What needs to be done: Every record must be copied exactly, from first line to last.

=-=-=

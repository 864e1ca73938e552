//! Alpha masks and outlines: rounded corners, circular crops, reflections, borders.

use kurbo::{Circle, RoundedRect, RoundedRectRadii};
use serde::{Deserialize, Serialize};

use crate::composite::blend::BlendMode;
use crate::composite::canvas::Canvas;
use crate::foundation::core::{PixelBuffer, Point, Rect};
use crate::foundation::math::pack;
use crate::transform::geometry::{flip, zoom};

const MASK_WHITE: u32 = 0xFFFF_FFFF;

/// Which corners [`round_corner`] rounds.
#[derive(Clone, Copy, Debug, PartialEq, Eq, Serialize, Deserialize)]
#[serde(default)]
pub struct Corners {
    pub top_left: bool,
    pub top_right: bool,
    pub bottom_right: bool,
    pub bottom_left: bool,
}

impl Default for Corners {
    fn default() -> Self {
        Self::ALL
    }
}

impl Corners {
    pub const ALL: Self = Self {
        top_left: true,
        top_right: true,
        bottom_right: true,
        bottom_left: true,
    };

    fn radii(self, radius: f64) -> RoundedRectRadii {
        let pick = |on: bool| if on { radius } else { 0.0 };
        RoundedRectRadii::new(
            pick(self.top_left),
            pick(self.top_right),
            pick(self.bottom_right),
            pick(self.bottom_left),
        )
    }
}

/// `[top_left, top_right, bottom_right, bottom_left]`.
impl From<[bool; 4]> for Corners {
    fn from([top_left, top_right, bottom_right, bottom_left]: [bool; 4]) -> Self {
        Self {
            top_left,
            top_right,
            bottom_right,
            bottom_left,
        }
    }
}

/// Outline shape drawn by [`add_border`].
#[derive(Clone, Copy, Debug, PartialEq, Serialize, Deserialize)]
#[serde(tag = "kind", rename_all = "snake_case")]
pub enum BorderShape {
    RoundedRect { corner_radius: f64 },
    Circle,
}

impl Default for BorderShape {
    fn default() -> Self {
        Self::RoundedRect { corner_radius: 0.0 }
    }
}

/// Clip `buf` to a rounded rectangle. The radius is capped at half the shorter side, so
/// `radius >= min(w, h)` on a square input yields a circle. Disabled corners stay square.
pub fn round_corner(buf: &PixelBuffer, radius: f64, corners: Corners) -> PixelBuffer {
    if buf.is_empty() {
        return PixelBuffer::empty();
    }
    let (w, h) = buf.dimensions();
    let radius = radius.clamp(0.0, f64::from(w.min(h)) / 2.0);
    let mask = RoundedRect::from_rect(buf.bounds(), corners.radii(radius));
    masked(buf, |canvas| canvas.fill_shape(&mask, MASK_WHITE, BlendMode::SrcOver))
}

/// Squeeze `buf` into the centered `min(w, h)` square and clip it to the inscribed circle, then
/// stroke an optional ring of `border_width` just inside its edge. The output keeps `w x h`.
pub fn round_circle(buf: &PixelBuffer, border_width: f64, border_color: u32) -> PixelBuffer {
    if buf.is_empty() {
        return PixelBuffer::empty();
    }
    let (w, h) = buf.dimensions();
    let size = w.min(h);
    let (ix, iy) = ((w - size) / 2, (h - size) / 2);
    let radius = f64::from(size) / 2.0;
    let center = Point::new(f64::from(ix) + radius, f64::from(iy) + radius);

    let mut canvas = Canvas::new(w, h);
    canvas.fill_shape(&Circle::new(center, radius), MASK_WHITE, BlendMode::SrcOver);
    let squeezed = zoom(buf, size, size);
    canvas.draw_buffer(&squeezed, i64::from(ix), i64::from(iy), BlendMode::SrcIn, 255);
    if border_width > 0.0 {
        canvas.stroke_circle(center, radius - border_width / 2.0, border_width, border_color);
    }
    canvas.into_buffer()
}

/// Append a mirrored copy of the bottom `reflection_height` rows (default: all of them) below
/// the source, `spacing` rows apart, fading from opaque to transparent.
pub fn reflection(buf: &PixelBuffer, spacing: u32, reflection_height: Option<u32>) -> PixelBuffer {
    if buf.is_empty() {
        return PixelBuffer::empty();
    }
    let (w, h) = buf.dimensions();
    let rh = reflection_height.unwrap_or(h).min(h);
    let top = h + spacing;

    let mut canvas = Canvas::new(w, top + rh);
    canvas.draw_buffer(buf, 0, 0, BlendMode::Src, 255);
    if rh == 0 {
        return canvas.into_buffer();
    }
    // Row 0 of the flipped copy is the source's last row.
    canvas.draw_buffer(&flip(buf, false), 0, i64::from(top), BlendMode::Src, 255);
    let region = Rect::new(0.0, f64::from(top), f64::from(w), f64::from(top + rh));
    let rh_f = f64::from(rh);
    canvas.paint(region, BlendMode::DstIn, |_, y| {
        let i = f64::from(y - top);
        let a = (255.0 * (1.0 - (i + 0.5) / rh_f)).round().clamp(0.0, 255.0) as u32;
        (pack(a, a, a, a), 255)
    });
    canvas.into_buffer()
}

/// Stroke an outline of `width` inside the edges of a copy of `buf`.
pub fn add_border(buf: &PixelBuffer, width: f64, color: u32, shape: BorderShape) -> PixelBuffer {
    if buf.is_empty() {
        return PixelBuffer::empty();
    }
    if width <= 0.0 {
        return buf.to_mutable();
    }
    let (w, h) = buf.dimensions();
    let half = width / 2.0;
    let mut canvas = Canvas::from_buffer(buf);
    match shape {
        BorderShape::RoundedRect { corner_radius } => {
            let rect = Rect::new(half, half, f64::from(w) - half, f64::from(h) - half);
            canvas.stroke_rounded_rect(rect, corner_radius, width, color);
        }
        BorderShape::Circle => {
            let center = Point::new(f64::from(w) / 2.0, f64::from(h) / 2.0);
            let radius = f64::from(w.min(h)) / 2.0 - half;
            canvas.stroke_circle(center, radius, width, color);
        }
    }
    canvas.into_buffer()
}

/// Draw a white coverage mask, then keep `buf` only where the mask is.
fn masked(buf: &PixelBuffer, draw_mask: impl FnOnce(&mut Canvas)) -> PixelBuffer {
    let mut canvas = Canvas::new(buf.width(), buf.height());
    draw_mask(&mut canvas);
    canvas.draw_buffer(buf, 0, 0, BlendMode::SrcIn, 255);
    canvas.into_buffer()
}

#[cfg(test)]
#[path = "../../tests/unit/composite/mask.rs"]
mod tests;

=-=-=

Written response:
repository 864e1ca73938e552
//! Alpha masks and outlines: rounded corners, circular crops, reflections, borders.

use kurbo::{Circle, RoundedRect, RoundedRectRadii};
use serde::{Deserialize, Serialize};

use crate::composite::blend::BlendMode;
use crate::composite::canvas::Canvas;
use crate::foundation::core::{PixelBuffer, Point, Rect};
use crate::foundation::math::pack;
use crate::transform::geometry::{flip, zoom};

const MASK_WHITE: u32 = 0xFFFF_FFFF;

/// Which corners [`round_corner`] rounds.
#[derive(Clone, Copy, Debug, PartialEq, Eq, Serialize, Deserialize)]
#[serde(default)]
pub struct Corners {
    pub top_left: bool,
    pub top_right: bool,
    pub bottom_right: bool,
    pub bottom_left: bool,
}

impl Default for Corners {
    fn default() -> Self {
        Self::ALL
    }
}

impl Corners {
    pub const ALL: Self = Self {
        top_left: true,
        top_right: true,
        bottom_right: true,
        bottom_left: true,
    };

    fn radii(self, radius: f64) -> RoundedRectRadii {
        let pick = |on: bool| if on { radius } else { 0.0 };
        RoundedRectRadii::new(
            pick(self.top_left),
            pick(self.top_right),
            pick(self.bottom_right),
            pick(self.bottom_left),
        )
    }
}

/// `[top_left, top_right, bottom_right, bottom_left]`.
impl From<[bool; 4]> for Corners {
    fn from([top_left, top_right, bottom_right, bottom_left]: [bool; 4]) -> Self {
        Self {
            top_left,
            top_right,
            bottom_right,
            bottom_left,
        }
    }
}

/// Outline shape drawn by [`add_border`].
#[derive(Clone, Copy, Debug, PartialEq, Serialize, Deserialize)]
#[serde(tag = "kind", rename_all = "snake_case")]
pub enum BorderShape {
    RoundedRect { corner_radius: f64 },
    Circle,
}

impl Default for BorderShape {
    fn default() -> Self {
        Self::RoundedRect { corner_radius: 0.0 }
    }
}

/// Clip `buf` to a rounded rectangle. The radius is capped at half the shorter side, so
/// `radius >= min(w, h)` on a square input yields a circle. Disabled corners stay square.
pub fn round_corner(buf: &PixelBuffer, radius: f64, corners: Corners) -> PixelBuffer {
    if buf.is_empty() {
        return PixelBuffer::empty();
    }
    let (w, h) = buf.dimensions();
    let radius = radius.clamp(0.0, f64::from(w.min(h)) / 2.0);
    let mask = RoundedRect::from_rect(buf.bounds(), corners.radii(radius));
    masked(buf, |canvas| canvas.fill_shape(&mask, MASK_WHITE, BlendMode::SrcOver))
}

/// Squeeze `buf` into the centered `min(w, h)` square and clip it to the inscribed circle, then
/// stroke an optional ring of `border_width` just inside its edge. The output keeps `w x h`.
pub fn round_circle(buf: &PixelBuffer, border_width: f64, border_color: u32) -> PixelBuffer {
    if buf.is_empty() {
        return PixelBuffer::empty();
    }
    let (w, h) = buf.dimensions();
    let size = w.min(h);
    let (ix, iy) = ((w - size) / 2, (h - size) / 2);
    let radius = f64::from(size) / 2.0;
    let center = Point::new(f64::from(ix) + radius, f64::from(iy) + radius);

    let mut canvas = Canvas::new(w, h);
    canvas.fill_shape(&Circle::new(center, radius), MASK_WHITE, BlendMode::SrcOver);
    let squeezed = zoom(buf, size, size);
    canvas.draw_buffer(&squeezed, i64::from(ix), i64::from(iy), BlendMode::SrcIn, 255);
    if border_width > 0.0 {
        canvas.stroke_circle(center, radius - border_width / 2.0, border_width, border_color);
    }
    canvas.into_buffer()
}

/// Append a mirrored copy of the bottom `reflection_height` rows (default: all of them) below
/// the source, `spacing` rows apart, fading from opaque to transparent.
pub fn reflection(buf: &PixelBuffer, spacing: u32, reflection_height: Option<u32>) -> PixelBuffer {
    if buf.is_empty() {
        return PixelBuffer::empty();
    }
    let (w, h) = buf.dimensions();
    let rh = reflection_height.unwrap_or(h).min(h);
    let top = h + spacing;

    let mut canvas = Canvas::new(w, top + rh);
    canvas.draw_buffer(buf, 0, 0, BlendMode::Src, 255);
    if rh == 0 {
        return canvas.into_buffer();
    }
    // Row 0 of the flipped copy is the source's last row.
    canvas.draw_buffer(&flip(buf, false), 0, i64::from(top), BlendMode::Src, 255);
    let region = Rect::new(0.0, f64::from(top), f64::from(w), f64::from(top + rh));
    let rh_f = f64::from(rh);
    canvas.paint(region, BlendMode::DstIn, |_, y| {
        let i = f64::from(y - top);
        let a = (255.0 * (1.0 - (i + 0.5) / rh_f)).round().clamp(0.0, 255.0) as u32;
        (pack(a, a, a, a), 255)
    });
    canvas.into_buffer()
}

/// Stroke an outline of `width` inside the edges of a copy of `buf`.
pub fn add_border(buf: &PixelBuffer, width: f64, color: u32, shape: BorderShape) -> PixelBuffer {
    if buf.is_empty() {
        return PixelBuffer::empty();
    }
    if width <= 0.0 {
        return buf.to_mutable();
    }
    let (w, h) = buf.dimensions();
    let half = width / 2.0;
    let mut canvas = Canvas::from_buffer(buf);
    match shape {
        BorderShape::RoundedRect { corner_radius } => {
            let rect = Rect::new(half, half, f64::from(w) - half, f64::from(h) - half);
            canvas.stroke_rounded_rect(rect, corner_radius, width, color);
        }
        BorderShape::Circle => {
            let center = Point::new(f64::from(w) / 2.0, f64::from(h) / 2.0);
            let radius = f64::from(w.min(h)) / 2.0 - half;
            canvas.stroke_circle(center, radius, width, color);
        }
    }
    canvas.into_buffer()
}

/// Draw a white coverage mask, then keep `buf` only where the mask is.
fn masked(buf: &PixelBuffer, draw_mask: impl FnOnce(&mut Canvas)) -> PixelBuffer {
    let mut canvas = Canvas::new(buf.width(), buf.height());
    draw_mask(&mut canvas);
    canvas.draw_buffer(buf, 0, 0, BlendMode::SrcIn, 255);
    canvas.into_buffer()
}

#[cfg(test)]
#[path = "../../tests/unit/composite/mask.rs"]
mod tests;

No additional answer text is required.